_Data to process_
use std::fs::DirBuilder;
use std::io;
use std::path::Path;

/// Create a directory and any missing parents, succeeding if it already exists.
///
/// On unix the directory is created with mode `0o755` (world-readable,
/// owner-writable), matching what npm expects for `node_modules`.
///
/// # Errors
/// Returns an error if a component cannot be created, e.g. because a file
/// with the same name is in the way or permissions are insufficient.
pub fn ensure_dir(path: &Path) -> io::Result<()> {
    let mut builder = DirBuilder::new();
    builder.recursive(true);

    #[cfg(unix)]
    {
        use std::os::unix::fs::DirBuilderExt;
        builder.mode(0o755);
    }

    builder.create(path)
}
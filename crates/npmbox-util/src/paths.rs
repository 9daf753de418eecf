use std::path::{Component, Path, PathBuf};

/// Compute `path` relative to `base` by purely lexical means.
///
/// Walks the common component prefix, then emits one `..` per remaining
/// `base` component followed by the rest of `path`. Identical paths yield
/// `.` so the result is always a usable relative path.
///
/// Returns `None` when no lexical relation exists: the two paths differ in
/// absoluteness, or `base` contains `..` components that cannot be inverted
/// without touching the filesystem.
#[must_use]
pub fn relative_to(path: &Path, base: &Path) -> Option<PathBuf> {
    if path.is_absolute() != base.is_absolute() {
        return None;
    }

    let mut path_iter = path.components();
    let mut base_iter = base.components();
    let mut out: Vec<Component<'_>> = Vec::new();

    loop {
        match (path_iter.next(), base_iter.next()) {
            (None, None) => break,
            (Some(p), None) => {
                out.push(p);
                out.extend(path_iter);
                break;
            }
            (None, Some(_)) => out.push(Component::ParentDir),
            (Some(p), Some(b)) if out.is_empty() && p == b => {}
            (Some(p), Some(Component::CurDir)) => out.push(p),
            (Some(_), Some(Component::ParentDir)) => return None,
            (Some(p), Some(_)) => {
                out.push(Component::ParentDir);
                for _ in base_iter.by_ref() {
                    out.push(Component::ParentDir);
                }
                out.push(p);
                out.extend(path_iter);
                break;
            }
        }
    }

    if out.is_empty() {
        return Some(PathBuf::from("."));
    }
    Some(out.iter().map(|c| c.as_os_str()).collect())
}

_Task instructions_
Looking at the records, how many of the lines contain the string "ParentDir"? Only the number should be given.

_Exercise output_
4